[Saved data entries]
=-=-=-=-=

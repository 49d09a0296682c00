//! Server-rendered pages. They read through the same `store` functions as
//! the JSON API; all writes go through the API from `static/app.js`.

use std::sync::Arc;

use axum::{
    extract::{rejection::PathRejection, Path, State},
    http::StatusCode,
    response::{Html, IntoResponse, Response},
    routing::get,
    Router,
};
use minijinja::{context, Value};
use serde::Serialize;
use todo_api::v1::Pagination;
use tracing::error;

use crate::{error::ApiError, store, AppState};

#[derive(Serialize)]
struct Component {
    name: &'static str,
    license: &'static str,
}

const COMPONENTS: &[Component] = &[
    Component { name: "axum", license: "MIT" },
    Component { name: "axum-server", license: "MIT" },
    Component { name: "chrono", license: "MIT OR Apache-2.0" },
    Component { name: "clap", license: "MIT OR Apache-2.0" },
    Component { name: "minijinja", license: "Apache-2.0" },
    Component { name: "ron", license: "MIT OR Apache-2.0" },
    Component { name: "serde", license: "MIT OR Apache-2.0" },
    Component { name: "sqlx", license: "MIT OR Apache-2.0" },
    Component { name: "SQLite", license: "Public Domain" },
    Component { name: "tokio", license: "MIT" },
    Component { name: "tower-http", license: "MIT" },
    Component { name: "tracing", license: "MIT" },
    Component { name: "validator", license: "MIT" },
];

pub fn router() -> Router<Arc<AppState>> {
    Router::new()
        .route("/", get(index))
        .route("/todo/new", get(new_todo))
        .route("/todo/:id/edit", get(edit_todo))
        .route("/licenses", get(licenses))
}

async fn index(State(state): State<Arc<AppState>>) -> Result<Html<String>, PageError> {
    let mut conn = state.db.acquire().await?;
    let todos = store::todo::list(&mut conn, Pagination::default()).await?;
    let tags = store::tag::list(&mut conn, Pagination::default()).await?;

    render(
        &state,
        "index.html",
        "Todos",
        context! { todos => todos, tags => tags },
    )
}

async fn new_todo(State(state): State<Arc<AppState>>) -> Result<Html<String>, PageError> {
    render(&state, "todo_form.html", "New todo", context! {})
}

async fn edit_todo(
    State(state): State<Arc<AppState>>,
    id: Result<Path<i64>, PathRejection>,
) -> Result<Response, PageError> {
    let Path(id) = id.map_err(ApiError::from)?;
    let mut conn = state.db.acquire().await?;
    let Some(todo) = store::todo::get_by_id(&mut conn, id).await? else {
        let page = render(&state, "not_found.html", "Not found", context! {})?;
        return Ok((StatusCode::NOT_FOUND, page).into_response());
    };
    let tags = store::tag::list(&mut conn, Pagination::default()).await?;

    let page = render(
        &state,
        "todo_form.html",
        "Edit todo",
        context! { todo => todo, tags => tags },
    )?;

    Ok(page.into_response())
}

async fn licenses(State(state): State<Arc<AppState>>) -> Result<Html<String>, PageError> {
    render(
        &state,
        "licenses.html",
        "Licenses",
        context! { components => COMPONENTS },
    )
}

fn render(
    state: &AppState,
    name: &str,
    page_title: &str,
    page: Value,
) -> Result<Html<String>, PageError> {
    let common = context! {
        project_name => &state.config.project_name,
        api_prefix => &state.config.api_prefix,
        page_title => page_title,
    };
    let html = state
        .templates
        .render(name, context! { ..common, ..page })?;

    Ok(Html(html))
}

/// Failure while building a page; rendered as a bare HTML error page.
pub struct PageError(ApiError);

impl From<ApiError> for PageError {
    fn from(err: ApiError) -> Self {
        Self(err)
    }
}

impl From<sqlx::Error> for PageError {
    fn from(err: sqlx::Error) -> Self {
        Self(err.into())
    }
}

impl From<minijinja::Error> for PageError {
    fn from(err: minijinja::Error) -> Self {
        Self(err.into())
    }
}

impl IntoResponse for PageError {
    fn into_response(self) -> Response {
        let status = self.0.status();
        if status.is_server_error() {
            error!(error = %self.0, "failed to render page");
        }

        (status, Html(fallback_html(status))).into_response()
    }
}

fn fallback_html(status: StatusCode) -> String {
    let reason = status.canonical_reason().unwrap_or("Error");
    format!(
        r#"<!DOCTYPE html>
<html><head><title>{code} - {reason}</title></head>
<body><h1>{code} - {reason}</h1></body></html>"#,
        code = status.as_u16(),
    )
}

=-=-=-=-=

◆ WHAT THE TASK REQUIRES
Report each line above containing the string "minijinja".

◆ RESPONSE BOX
use minijinja::{context, Value};
    Component { name: "minijinja", license: "Apache-2.0" },
impl From<minijinja::Error> for PageError {
    fn from(err: minijinja::Error) -> Self {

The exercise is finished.